Some Fresh Air. That’s All I’m Asking For.

{ from mid-January 2011 }

Today I met with a group of girlfriends from my church. One friend, Tavye Morgan, had planned a class titled, “Setting your Intentions” so 6 of us decided to brave the ice-covered streets and go. I love this group of women. They hold many of my deep, dark secrets on their hearts. In many ways, they’ve been the AA group for my spirit.

Tavye is an ordained Methodist minister. About five years ago we asked her to lead our yearly women’s retreat. She tried something new on us . . . the Enneagram { look it up, it’s amazing }. The forty women in our retreat, from ages 25 to 75, were overwhelmed. This retreat was quickly dubbed the most successful and meaningful our church had ever had.

Since that time, Tavye’s work has morphed into a spiritual direction and counseling career, offering one-on-one counseling and group classes. My little group of church friends has continued to grow in their faith and nurture their spirits by taking courses led by Tavye.

As I mentioned before, this class was designed to focus us women on our INTENTIONS.

We started by identifying what holds us back in life. Tavye had each of us write down things that clutter our lives — feelings or pressures that we need to shed. These things prevent us from moving forward with the life we want to live. Some listed dead-end jobs, others named financial pressures and problems with former spouses.

The next assignment was to formulate a ‘bucket list’ for ourselves. Fun part, right? Well, you would’ve thought she had asked us to analyze the profit and loss statement of GM. We were paralyzed. These women, mind you, are all too busy being lawyers, paying bills, carpooling, and running our school’s PTAs. None of us take time for ourselves, much less slow down long enough to dream.

After much coaching, each of us finally made our lists. For me: I’d like to go back to school. I want a job where I am surrounded by young creative people. And sometime before I die, I would like to live in New York City.

We were then instructed to rip a page out of magazine. “Get a page with lots of words then mark out any words we would not want in a poem,” she said. My article was about the ravaging effects of coal mining in the Appalachian region. It told a very harsh story about the effects on the environment. It also mentioned the long-term dulling effect coal mining had on people’s lives.

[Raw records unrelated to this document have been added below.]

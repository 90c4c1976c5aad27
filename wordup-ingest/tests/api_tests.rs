//! Integration tests for wordup-ingest API endpoints
//!
//! Tests cover:
//! - Health endpoint
//! - POST /api/upload success and error bodies
//! - POST /api/upload/raw archiving
//! - GET /api/collection
//! - Upload size limit

use axum::{
    body::Body,
    http::{header, Request, StatusCode},
};
use serde_json::Value;
use std::sync::Arc;
use tower::util::ServiceExt; // for `oneshot` method
use wordup_common::config::DedupPolicy;
use wordup_ingest::archive::RawArchive;
use wordup_ingest::dictionary::StaticShardSource;
use wordup_ingest::merge::MergeStore;
use wordup_ingest::pipeline::IngestPipeline;
use wordup_ingest::store::MemoryContentStore;
use wordup_ingest::{build_router, AppState};

const COLLECTION: &str = "data/wordbook.json";
const BOUNDARY: &str = "wordup-test-boundary";

/// Test helper: app backed by an in-memory store
fn setup_app(store: Arc<MemoryContentStore>, max_upload_bytes: usize) -> axum::Router {
    let shards = Arc::new(
        StaticShardSource::new().with_shard('a', r#"[{"name":"apple","trans":["n. 苹果"]}]"#),
    );
    let merge = MergeStore::new(store.clone(), COLLECTION, DedupPolicy::Name, "Update wordbook");
    let pipeline = IngestPipeline::new(shards, merge);
    let archive = RawArchive::new(store, "upload", "File uploaded via web app");

    build_router(AppState::new(pipeline, archive, max_upload_bytes))
}

/// Test helper: multipart body with one field
fn multipart_request(uri: &str, field: &str, filename: Option<&str>, content: &[u8]) -> Request<Body> {
    let disposition = match filename {
        Some(name) => format!("form-data; name=\"{}\"; filename=\"{}\"", field, name),
        None => format!("form-data; name=\"{}\"", field),
    };

    let mut body = Vec::new();
    body.extend_from_slice(format!("--{}\r\n", BOUNDARY).as_bytes());
    body.extend_from_slice(format!("Content-Disposition: {}\r\n", disposition).as_bytes());
    body.extend_from_slice(b"Content-Type: application/octet-stream\r\n\r\n");
    body.extend_from_slice(content);
    body.extend_from_slice(format!("\r\n--{}--\r\n", BOUNDARY).as_bytes());

    Request::builder()
        .method("POST")
        .uri(uri)
        .header(
            header::CONTENT_TYPE,
            format!("multipart/form-data; boundary={}", BOUNDARY),
        )
        .body(Body::from(body))
        .unwrap()
}

fn get_request(uri: &str) -> Request<Body> {
    Request::builder()
        .method("GET")
        .uri(uri)
        .body(Body::empty())
        .unwrap()
}

/// Test helper: Extract JSON body from response
async fn extract_json(body: Body) -> Value {
    let bytes = axum::body::to_bytes(body, usize::MAX)
        .await
        .expect("Should read body");
    serde_json::from_slice(&bytes).expect("Should parse JSON")
}

// =============================================================================
// Health Endpoint
// =============================================================================

#[tokio::test]
async fn test_health_endpoint() {
    let app = setup_app(Arc::new(MemoryContentStore::new()), 1024);

    let response = app.oneshot(get_request("/health")).await.unwrap();

    assert_eq!(response.status(), StatusCode::OK);
    let body = extract_json(response.into_body()).await;
    assert_eq!(body["status"], "ok");
    assert_eq!(body["module"], "wordup-ingest");
    assert!(body["version"].is_string());
    assert!(body["uptime_seconds"].is_u64());
}

// =============================================================================
// Upload Endpoint
// =============================================================================

#[tokio::test]
async fn test_upload_word_list() {
    let store = Arc::new(MemoryContentStore::new());
    let app = setup_app(store.clone(), 1024);

    let request = multipart_request("/api/upload", "file", Some("words.txt"), b"apple\nbanana\napple\n");
    let response = app.oneshot(request).await.unwrap();

    assert_eq!(response.status(), StatusCode::OK);
    let body = extract_json(response.into_body()).await;
    assert_eq!(body["success"], true);
    assert_eq!(body["format"], "lines");
    assert_eq!(body["received"], 3);
    assert_eq!(body["total"], 2);
    assert_eq!(body["not_found"], 1);
    assert!(body["message"].is_string());

    let stored: Value = serde_json::from_slice(&store.get(COLLECTION).await.unwrap()).unwrap();
    assert_eq!(stored[0]["name"], "apple");
    assert_eq!(stored[1]["name"], "banana");
}

#[tokio::test]
async fn test_upload_unsupported_extension() {
    let store = Arc::new(MemoryContentStore::new());
    let app = setup_app(store.clone(), 1024);

    let request = multipart_request("/api/upload", "file", Some("words.csv"), b"apple");
    let response = app.oneshot(request).await.unwrap();

    assert_eq!(response.status(), StatusCode::UNSUPPORTED_MEDIA_TYPE);
    let body = extract_json(response.into_body()).await;
    assert_eq!(body["success"], false);
    assert_eq!(body["error"]["code"], "UNSUPPORTED_FORMAT");
    assert!(store.commits().await.is_empty());
}

#[tokio::test]
async fn test_upload_malformed_json() {
    let app = setup_app(Arc::new(MemoryContentStore::new()), 1024);

    let request = multipart_request("/api/upload", "file", Some("dict.json"), b"[{\"name\":1}]");
    let response = app.oneshot(request).await.unwrap();

    assert_eq!(response.status(), StatusCode::BAD_REQUEST);
    let body = extract_json(response.into_body()).await;
    assert_eq!(body["error"]["code"], "FORMAT_ERROR");
}

#[tokio::test]
async fn test_upload_schema_violation() {
    let app = setup_app(Arc::new(MemoryContentStore::new()), 1024);

    let request = multipart_request(
        "/api/upload",
        "file",
        Some("dict.json"),
        br#"[{"name":"","trans":["x"]}]"#,
    );
    let response = app.oneshot(request).await.unwrap();

    assert_eq!(response.status(), StatusCode::UNPROCESSABLE_ENTITY);
    let body = extract_json(response.into_body()).await;
    assert_eq!(body["error"]["code"], "SCHEMA_VALIDATION");
}

#[tokio::test]
async fn test_upload_without_file_field() {
    let app = setup_app(Arc::new(MemoryContentStore::new()), 1024);

    let request = multipart_request("/api/upload", "comment", None, b"hello");
    let response = app.oneshot(request).await.unwrap();

    assert_eq!(response.status(), StatusCode::BAD_REQUEST);
    let body = extract_json(response.into_body()).await;
    assert_eq!(body["error"]["code"], "BAD_REQUEST");
}

#[tokio::test]
async fn test_upload_without_file_name() {
    let app = setup_app(Arc::new(MemoryContentStore::new()), 1024);

    let request = multipart_request("/api/upload", "file", None, b"apple");
    let response = app.oneshot(request).await.unwrap();

    assert_eq!(response.status(), StatusCode::BAD_REQUEST);
}

#[tokio::test]
async fn test_upload_too_large() {
    let store = Arc::new(MemoryContentStore::new());
    let app = setup_app(store.clone(), 16);

    let request = multipart_request("/api/upload", "file", Some("words.txt"), &[b'a'; 64]);
    let response = app.oneshot(request).await.unwrap();

    assert_eq!(response.status(), StatusCode::PAYLOAD_TOO_LARGE);
    let body = extract_json(response.into_body()).await;
    assert_eq!(body["error"]["code"], "PAYLOAD_TOO_LARGE");
    assert!(store.commits().await.is_empty());
}

// =============================================================================
// Raw Archive Endpoint
// =============================================================================

#[tokio::test]
async fn test_raw_upload_archives_verbatim() {
    let store = Arc::new(MemoryContentStore::new());
    let app = setup_app(store.clone(), 1024);

    let request = multipart_request("/api/upload/raw", "file", Some("notes.txt"), b"not parsed\n");
    let response = app.oneshot(request).await.unwrap();

    assert_eq!(response.status(), StatusCode::OK);
    let body = extract_json(response.into_body()).await;
    assert_eq!(body["success"], true);
    assert_eq!(body["path"], "upload/notes.txt");
    assert_eq!(body["created"], true);

    assert_eq!(store.get("upload/notes.txt").await.unwrap(), b"not parsed\n");
    assert!(store.get(COLLECTION).await.is_none());
}

// =============================================================================
// Collection Endpoint
// =============================================================================

#[tokio::test]
async fn test_collection_before_and_after_upload() {
    let store = Arc::new(MemoryContentStore::new());
    let app = setup_app(store, 1024);

    let response = app.clone().oneshot(get_request("/api/collection")).await.unwrap();
    assert_eq!(response.status(), StatusCode::OK);
    let body = extract_json(response.into_body()).await;
    assert_eq!(body["total"], 0);
    assert!(body["version"].is_null());

    let request = multipart_request(
        "/api/upload",
        "file",
        Some("dict.json"),
        br#"[{"name":"Zeta","trans":["n. z"]}]"#,
    );
    let response = app.clone().oneshot(request).await.unwrap();
    assert_eq!(response.status(), StatusCode::OK);

    let response = app.oneshot(get_request("/api/collection")).await.unwrap();
    let body = extract_json(response.into_body()).await;
    assert_eq!(body["total"], 1);
    assert!(body["version"].is_string());
    assert_eq!(body["entries"][0]["name"], "zeta");
    assert_eq!(body["entries"][0]["trans"][0], "n. z");
}

#[tokio::test]
async fn test_unreadable_collection_is_store_read_error() {
    let store = Arc::new(MemoryContentStore::new());
    store.insert(COLLECTION, "{\"not\":\"an array\"}").await;
    let app = setup_app(store.clone(), 1024);

    let request = multipart_request("/api/upload", "file", Some("w.txt"), b"apple");
    let response = app.oneshot(request).await.unwrap();

    assert_eq!(response.status(), StatusCode::BAD_GATEWAY);
    let body = extract_json(response.into_body()).await;
    assert_eq!(body["error"]["code"], "STORE_READ_ERROR");
    assert_eq!(store.get(COLLECTION).await.unwrap(), b"{\"not\":\"an array\"}");
}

Following her instructions, I read ‘my poem,’ which were the words left unmarked on my page. It read:
Land for development.
Building prisons.
Valleys and rugged mountains.
Pickup trucks and Fords along rugged roads.
She slows down and toots her horn.
Outside a double-wide mobile home.
He wants to stay in the hollow.
I want some fresh air. Clean water.
That’s all I’m asking for.

As I read these words I was stunned. This message, my subconscious, spoke to me so clearly. It was so profound that I could hardly get through the words without crying.

‘Go. Get off this hamster wheel. Go get some fresh air, a new outlook on life. Go get some exercise, refresh your career, re-charge your spirit. Take time to re-focus. You need some fresh air and some clean water.’

The items on my bucket list all came to mind. If only I could take a course at Parsons! I would be surrounded by lots of young creative people, plus I could live in New York for a solid month.

Before I knew it, I blurted it out. It immediately sounded like a crazy, hair-brained idea. Selfish. Irresponsible of me, I thought. But this group, my loyal friends, never ridiculed me. Instead they encouraged me to move forward with it.

That night I went online and registered for the course. I had no idea how (1) I would pay for it, (2) how I’d go a month with no income (3) nor where I’d live. But I was sure of one thing: I was going. Somehow.

~ ~ ~ ~ ~ ~ ~ ~ ~ ~ ~ ~ ~ ~ ~ ~

I dedicate my words and efforts to them, my little group from St. James.